В затылок мальчика прилетает бумажка, обмакнутая в чернила, и он отрывается от записок, чтобы услышать громкий смех гораздо лучше одетого парня. По лбу стекают чернильные потеки, а записи безнадежно испорчены.

— Почему они ведут себя так?

Уроки закончились, и мальчик, не успевший вернутся домой, приперт к дальней школы. Его окружает стайка сверстников и несколько парней постарше. Он загнан в угол, но еще не умеет скалиться.

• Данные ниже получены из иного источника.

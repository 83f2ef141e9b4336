//! End-to-end pipeline tests against the scripted completion mock.

use std::sync::Arc;

use serde_json::json;
use tokio_util::sync::CancellationToken;

use obligations::testing::{
    CollectingCosts, CollectingProgress, FailingProgress, MockCompletion, MockReply,
};
use obligations::{
    AnonymizerRules, CandidateStore, Extractor, ExtractionConfig, ExtractionContext,
    MemoryCandidateStore, MemoryPatternStore, MultiPassExtractor, NoopSink, ObligationCategory,
    ObligationTemplate, PassKind, PatternCandidate, PatternStore, PromotionCriteria, Promoter,
    Provenance, RetryPolicy, RulePattern,
};

fn monitoring_pattern() -> RulePattern {
    RulePattern::new(
        r"The operator shall monitor .*weekly at outfall W1",
        ObligationTemplate::new(ObligationCategory::Monitoring),
    )
}

/// A small permit: one sentence matches the stored pattern at high
/// coverage, the rest is background.
const PATTERNED_PERMIT: &str = "\
This permit authorises the operation of a treatment facility.\n\
The operator shall monitor effluent pH weekly at outfall W1.\n\
General site management conditions follow in later sections.\n";

fn config() -> ExtractionConfig {
    // Sentence-sized segments so a matched sentence scores on its own.
    ExtractionConfig {
        segment_chars: 80,
        ..Default::default()
    }
}

fn pass_payload(items: serde_json::Value, coverage: f64) -> serde_json::Value {
    json!({ "obligations": items, "coverage": coverage })
}

// =============================================================================
// Scenario A: pattern hit short-circuits the model
// =============================================================================

#[tokio::test]
async fn pattern_match_skips_model_entirely() {
    let mock = Arc::new(MockCompletion::new());
    let patterns = Arc::new(MemoryPatternStore::with_patterns([monitoring_pattern()]));
    let extractor = Extractor::new(mock.clone(), patterns).with_config(config());

    let result = extractor
        .extract(PATTERNED_PERMIT, &ExtractionContext::new(["installations"]))
        .await
        .unwrap();

    assert!(!result.used_model);
    assert!(result.token_usage.is_none());
    assert!(!result.rule_matches.is_empty());
    assert!(result.rule_matches.iter().all(|m| m.score >= 0.90));
    assert_eq!(result.obligations.len(), 1);
    assert_eq!(result.obligations[0].category, ObligationCategory::Monitoring);
    // The pattern's score plus the fixed boost, capped at 1.0.
    assert!(result.obligations[0].confidence >= 0.95);
    assert!(matches!(
        result.obligations[0].provenance,
        Provenance::Pattern { .. }
    ));

    // The completion service was never touched.
    assert!(mock.calls().is_empty());
}

#[tokio::test]
async fn confirmation_updates_pattern_counters() {
    let mock = Arc::new(MockCompletion::new());
    let patterns = Arc::new(MemoryPatternStore::with_patterns([monitoring_pattern()]));
    let extractor = Extractor::new(mock, patterns.clone()).with_config(config());

    let result = extractor
        .extract(PATTERNED_PERMIT, &ExtractionContext::default())
        .await
        .unwrap();
    extractor.record_confirmation(&result, true).await.unwrap();

    let pattern_id = result.rule_matches[0].pattern_id;
    let stored = patterns.get(pattern_id).await.unwrap().unwrap();
    assert_eq!(stored.performance.usage_count, 1);
    assert_eq!(stored.performance.success_rate, 1.0);
}

// =============================================================================
// Scenario B: truncated response recovered mid-array
// =============================================================================

#[tokio::test]
async fn truncated_pass_yields_complete_items_only() {
    // Five obligations, cut off inside the fourth.
    let truncated = r#"{"obligations": [
        {"condition_reference": "1.1", "description": "Monitor pH daily", "category": "monitoring"},
        {"condition_reference": "1.2", "description": "Report results quarterly", "category": "reporting"},
        {"condition_reference": "1.3", "description": "Keep records for six years", "category": "record_keeping"},
        {"condition_reference": "1.4", "description": "Maint"#;

    let mock = Arc::new(
        MockCompletion::new()
            .with_pass_reply(
                PassKind::NumberedConditions,
                MockReply::Truncated(truncated.to_string()),
            )
            .with_default(MockReply::Content(
                pass_payload(json!([]), 0.9).to_string(),
            )),
    );

    let extractor = MultiPassExtractor::new(mock, ExtractionConfig::default());
    let outcome = extractor
        .run(
            "A permit document with numbered conditions.",
            &ExtractionContext::default(),
            &RetryPolicy::default(),
            &NoopSink,
            None,
        )
        .await
        .unwrap();

    assert_eq!(outcome.obligations.len(), 3);
    let numbered = outcome
        .passes
        .iter()
        .find(|p| p.kind == PassKind::NumberedConditions)
        .unwrap();
    assert!(!numbered.failed);
    assert_eq!(numbered.obligations.len(), 3);
    // Recovered items never report full certainty.
    assert!(numbered.obligations.iter().all(|o| o.confidence < 1.0));
}

// =============================================================================
// Scenario C: one pass fails, the document survives
// =============================================================================

#[tokio::test]
async fn single_pass_timeout_does_not_fail_document() {
    let mock = Arc::new(
        MockCompletion::new()
            .with_pass_obligations(
                PassKind::NumberedConditions,
                pass_payload(
                    json!([{"condition_reference": "1.1", "description": "Monitor pH daily", "category": "monitoring"}]),
                    0.0,
                ),
            )
            .with_pass_reply(PassKind::TableRows, MockReply::Timeout)
            .with_pass_obligations(
                PassKind::ImprovementConditions,
                pass_payload(
                    json!([{"condition_reference": "IC1", "description": "Install abatement plant", "category": "improvement"}]),
                    0.0,
                ),
            )
            .with_pass_obligations(
                PassKind::EmissionLimits,
                pass_payload(
                    json!([{"condition_reference": "ELV1", "description": "NOx shall not exceed 190 mg/m3", "category": "emission_limit"}]),
                    0.0,
                ),
            )
            .with_pass_obligations(PassKind::Verification, pass_payload(json!([]), 0.9)),
    );

    let extractor = MultiPassExtractor::new(mock, ExtractionConfig::default());
    let outcome = extractor
        .run(
            "Document text.",
            &ExtractionContext::default(),
            &RetryPolicy::default(),
            &NoopSink,
            None,
        )
        .await
        .unwrap();

    assert_eq!(outcome.obligations.len(), 3);

    let tables = outcome
        .passes
        .iter()
        .find(|p| p.kind == PassKind::TableRows)
        .unwrap();
    assert!(tables.failed);
    assert!(tables.obligations.is_empty());

    assert!((outcome.coverage - 0.9).abs() < 1e-6);
    assert!(!outcome.total_failure());
}

#[tokio::test]
async fn failed_verification_defaults_coverage() {
    let mock = Arc::new(
        MockCompletion::new()
            .with_pass_reply(PassKind::Verification, MockReply::Timeout)
            .with_default(MockReply::Content(
                pass_payload(
                    json!([{"description": "Keep records", "category": "record_keeping"}]),
                    0.0,
                )
                .to_string(),
            )),
    );

    let extractor = MultiPassExtractor::new(mock, ExtractionConfig::default());
    let outcome = extractor
        .run(
            "Document text.",
            &ExtractionContext::default(),
            &RetryPolicy::default(),
            &NoopSink,
            None,
        )
        .await
        .unwrap();

    assert!((outcome.coverage - 0.85).abs() < 1e-6);
}

// =============================================================================
// Orchestrator fallback and failure surface
// =============================================================================

#[tokio::test]
async fn no_pattern_match_falls_back_to_model() {
    let mock = Arc::new(
        MockCompletion::new().with_default(MockReply::Content(
            pass_payload(
                json!([{"condition_reference": "2.1", "description": "Notify the regulator of any breach", "category": "notification"}]),
                0.8,
            )
            .to_string(),
        )),
    );
    let patterns = Arc::new(MemoryPatternStore::new());
    let costs = Arc::new(CollectingCosts::new());
    let extractor = Extractor::new(mock.clone(), patterns)
        .with_config(config())
        .with_costs(costs.clone());

    let result = extractor
        .extract(
            "No stored pattern matches this document at all.",
            &ExtractionContext::default().with_permit_reference("EPR/XX9999YY"),
        )
        .await
        .unwrap();

    assert!(result.used_model);
    assert!(result.rule_matches.is_empty());
    assert!(!result.obligations.is_empty());
    assert_eq!(result.coverage, Some(0.8));

    // Five passes ran and their spend was accumulated and recorded.
    assert_eq!(mock.calls().len(), 5);
    let usage = result.token_usage.unwrap();
    assert_eq!(usage.input_tokens, 5000);
    let records = costs.records();
    assert_eq!(records.len(), 1);
    assert_eq!(records[0].document_ref.as_deref(), Some("EPR/XX9999YY"));
    assert_eq!(records[0].usage, usage);
}

#[tokio::test]
async fn total_failure_surfaces_typed_error() {
    let mock = Arc::new(MockCompletion::new().with_default(MockReply::Timeout));
    let patterns = Arc::new(MemoryPatternStore::new());
    let extractor = Extractor::new(mock, patterns).with_config(config());

    let result = extractor
        .extract("Nothing matches and the service is down.", &ExtractionContext::default())
        .await;

    assert!(matches!(
        result,
        Err(obligations::ExtractionError::AllStrategiesFailed { .. })
    ));
}

#[tokio::test]
async fn failing_progress_sink_never_fails_extraction() {
    let mock = Arc::new(MockCompletion::new());
    let patterns = Arc::new(MemoryPatternStore::with_patterns([monitoring_pattern()]));
    let extractor = Extractor::new(mock, patterns)
        .with_config(config())
        .with_progress(Arc::new(FailingProgress));

    let result = extractor
        .extract(PATTERNED_PERMIT, &ExtractionContext::default())
        .await
        .unwrap();
    assert!(!result.used_model);
}

#[tokio::test]
async fn progress_reports_stages() {
    let mock = Arc::new(
        MockCompletion::new().with_default(MockReply::Content(
            pass_payload(json!([{"description": "Keep records", "category": "record_keeping"}]), 0.8)
                .to_string(),
        )),
    );
    let patterns = Arc::new(MemoryPatternStore::new());
    let progress = Arc::new(CollectingProgress::new());
    let extractor = Extractor::new(mock, patterns)
        .with_config(config())
        .with_progress(progress.clone());

    extractor
        .extract("Unmatched document.", &ExtractionContext::default())
        .await
        .unwrap();

    let stages = progress.stages();
    assert!(stages.contains(&"pattern_match".to_string()));
    assert!(stages.contains(&"multi_pass_complete".to_string()));
}

#[tokio::test]
async fn cancellation_between_passes() {
    let mock = Arc::new(MockCompletion::new().with_default(MockReply::Content(
        pass_payload(json!([{"description": "X", "category": "operational"}]), 0.8).to_string(),
    )));
    let patterns = Arc::new(MemoryPatternStore::new());
    let extractor = Extractor::new(mock, patterns).with_config(config());

    let cancel = CancellationToken::new();
    cancel.cancel();

    let result = extractor
        .extract_with_cancel("Unmatched document.", &ExtractionContext::default(), cancel)
        .await;
    assert!(matches!(result, Err(obligations::ExtractionError::Cancelled)));
}

// =============================================================================
// Scenario D: promotion eligibility names the shortfall
// =============================================================================

#[tokio::test]
async fn promotion_shortfall_names_usage_count() {
    let patterns = Arc::new(MemoryPatternStore::new());
    let candidates = Arc::new(MemoryCandidateStore::new());

    let mut candidate = PatternCandidate::new(
        ObligationCategory::Monitoring,
        r"operator\s+shall\s+monitor",
        vec![],
        3,
        0.95,
    );
    for _ in 0..9 {
        candidate.performance.record(true); // 9 uses, success rate 1.0
    }
    let id = candidate.id;
    candidates.insert(candidate).await.unwrap();

    let promoter = Promoter::new(patterns, candidates)
        .with_criteria(PromotionCriteria::default())
        .with_rules(AnonymizerRules::uk_defaults());

    let verdict = promoter.check(id).await.unwrap();
    assert!(!verdict.eligible);
    let reason = verdict.reason.unwrap();
    assert!(reason.contains("usage_count"), "reason: {}", reason);
}
//! Pattern mining: confirmed extractions become candidate patterns.
//!
//! Runs offline, after a human confirms an extraction without edits.
//! Obligations confirmed that way and produced by the model path are
//! grouped into clusters of similar text; each cluster's longest common
//! word phrase, escaped into a regex, becomes a candidate if it matches
//! nearly all of its sources.

use regex::RegexBuilder;
use std::collections::HashMap;
use std::sync::Arc;
use tracing::{debug, info};
use uuid::Uuid;

use crate::error::Result;
use crate::stores::CandidateStore;
use crate::types::{ExtractedObligation, ObligationCategory, PatternCandidate};

/// One human-confirmed extraction, as reported by the caller.
#[derive(Debug, Clone)]
pub struct ConfirmedExtraction {
    /// Identifier of the stored extraction
    pub extraction_id: Uuid,

    /// Whether the model path produced it (pattern-path extractions
    /// teach us nothing new)
    pub used_model: bool,

    /// Whether the reviewer edited anything before confirming
    pub edited: bool,

    /// The confirmed obligations
    pub obligations: Vec<ExtractedObligation>,
}

/// Mining thresholds.
#[derive(Debug, Clone)]
pub struct MinerConfig {
    /// Minimum similar obligations to form a cluster
    pub min_cluster_size: usize,

    /// Texts cluster when their lengths are within this fraction
    pub max_length_spread: f64,

    /// Candidate accepted only when its regex matches this fraction of
    /// the cluster's source texts
    pub min_match_rate: f64,

    /// Shortest common phrase worth turning into a pattern, in words
    pub min_phrase_words: usize,
}

impl Default for MinerConfig {
    fn default() -> Self {
        Self {
            min_cluster_size: 3,
            max_length_spread: 0.3,
            min_match_rate: 0.9,
            min_phrase_words: 3,
        }
    }
}

/// Mines confirmed extractions into pending candidates.
pub struct PatternMiner {
    store: Arc<dyn CandidateStore>,
    config: MinerConfig,
}

impl PatternMiner {
    /// Create a miner with default thresholds.
    pub fn new(store: Arc<dyn CandidateStore>) -> Self {
        Self {
            store,
            config: MinerConfig::default(),
        }
    }

    /// Create a miner with custom thresholds.
    pub fn with_config(store: Arc<dyn CandidateStore>, config: MinerConfig) -> Self {
        Self { store, config }
    }

    /// Mine candidates from a batch of confirmed extractions and store
    /// each as PENDING_REVIEW.
    pub async fn mine(&self, confirmed: &[ConfirmedExtraction]) -> Result<Vec<PatternCandidate>> {
        // Only unedited, model-path confirmations carry signal.
        let mut by_category: HashMap<ObligationCategory, Vec<(Uuid, &ExtractedObligation)>> =
            HashMap::new();
        for extraction in confirmed.iter().filter(|e| e.used_model && !e.edited) {
            for obligation in &extraction.obligations {
                by_category
                    .entry(obligation.category)
                    .or_default()
                    .push((extraction.extraction_id, obligation));
            }
        }

        let mut candidates = Vec::new();
        for (category, group) in by_category {
            for cluster in cluster_by_length(&group, self.config.max_length_spread) {
                if cluster.len() < self.config.min_cluster_size {
                    continue;
                }
                if let Some(candidate) = self.candidate_from_cluster(category, &cluster) {
                    self.store.insert(candidate.clone()).await?;
                    candidates.push(candidate);
                }
            }
        }

        info!(candidates = candidates.len(), "pattern mining complete");
        Ok(candidates)
    }

    /// Turn one cluster into a candidate, if a common phrase exists and
    /// its regex holds up against the sources.
    fn candidate_from_cluster(
        &self,
        category: ObligationCategory,
        cluster: &[(Uuid, &ExtractedObligation)],
    ) -> Option<PatternCandidate> {
        let texts: Vec<&str> = cluster.iter().map(|(_, o)| o.description.as_str()).collect();

        let phrase = longest_common_phrase(&texts, self.config.min_phrase_words)?;
        let source = phrase
            .split_whitespace()
            .map(regex::escape)
            .collect::<Vec<_>>()
            .join(r"\s+");

        let regex = RegexBuilder::new(&source)
            .case_insensitive(true)
            .build()
            .ok()?;
        let matched = texts.iter().filter(|t| regex.is_match(t)).count();
        let match_rate = matched as f64 / texts.len() as f64;

        if match_rate < self.config.min_match_rate {
            debug!(%match_rate, phrase, "cluster regex below match-rate threshold");
            return None;
        }

        let mut source_ids: Vec<Uuid> = cluster.iter().map(|(id, _)| *id).collect();
        source_ids.sort();
        source_ids.dedup();

        Some(PatternCandidate::new(
            category,
            source,
            source_ids,
            cluster.len(),
            match_rate,
        ))
    }
}

/// Greedy length clustering: texts sorted by length, a cluster grows while
/// the longest member stays within `spread` of the shortest.
fn cluster_by_length<'a>(
    group: &[(Uuid, &'a ExtractedObligation)],
    spread: f64,
) -> Vec<Vec<(Uuid, &'a ExtractedObligation)>> {
    let mut sorted: Vec<(Uuid, &ExtractedObligation)> = group.to_vec();
    sorted.sort_by_key(|(_, o)| o.description.chars().count());

    let mut clusters: Vec<Vec<(Uuid, &ExtractedObligation)>> = Vec::new();
    for entry in sorted {
        let len = entry.1.description.chars().count();
        match clusters.last_mut() {
            Some(cluster) => {
                let base = cluster[0].1.description.chars().count();
                if len as f64 <= base as f64 * (1.0 + spread) {
                    cluster.push(entry);
                } else {
                    clusters.push(vec![entry]);
                }
            }
            None => clusters.push(vec![entry]),
        }
    }
    clusters
}

/// Longest word sequence (case-folded) present in every text.
fn longest_common_phrase(texts: &[&str], min_words: usize) -> Option<String> {
    let shortest = texts.iter().min_by_key(|t| t.len())?;
    let words: Vec<&str> = shortest.split_whitespace().collect();
    let folded: Vec<String> = texts.iter().map(|t| fold_words(t)).collect();

    for window in (min_words..=words.len()).rev() {
        for start in 0..=words.len() - window {
            let phrase = words[start..start + window].join(" ");
            let needle = fold_words(&phrase);
            if folded.iter().all(|t| t.contains(&needle)) {
                return Some(phrase);
            }
        }
    }
    None
}

fn fold_words(text: &str) -> String {
    text.to_lowercase()
        .split_whitespace()
        .collect::<Vec<_>>()
        .join(" ")
}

— Говорят, твоя мать — шлюха, Буслаев, — он отворачивается. Его мать давно ищет мужа, и в своих блужданиях давно приобрела совершенно определенную репутацию.

Окружившая его стайка гогочет, словно услышав хорошую шутку.

— Иди к дьяволу, Мартынов, — он отвечает, но лицо стоящего перед ним подростка щерится в оскале, и его вбивает в стену пинок по ребрам. Затылок врезается в стену, и он почти теряет сознание — этот парень почти на три года старше, и гораздо сильнее.

— Что я им сделал?

В этот день Мефодий увидел изумруды в первый раз.

Калейдоскоп сияет тысячами красок, открывая все новые и новые грани.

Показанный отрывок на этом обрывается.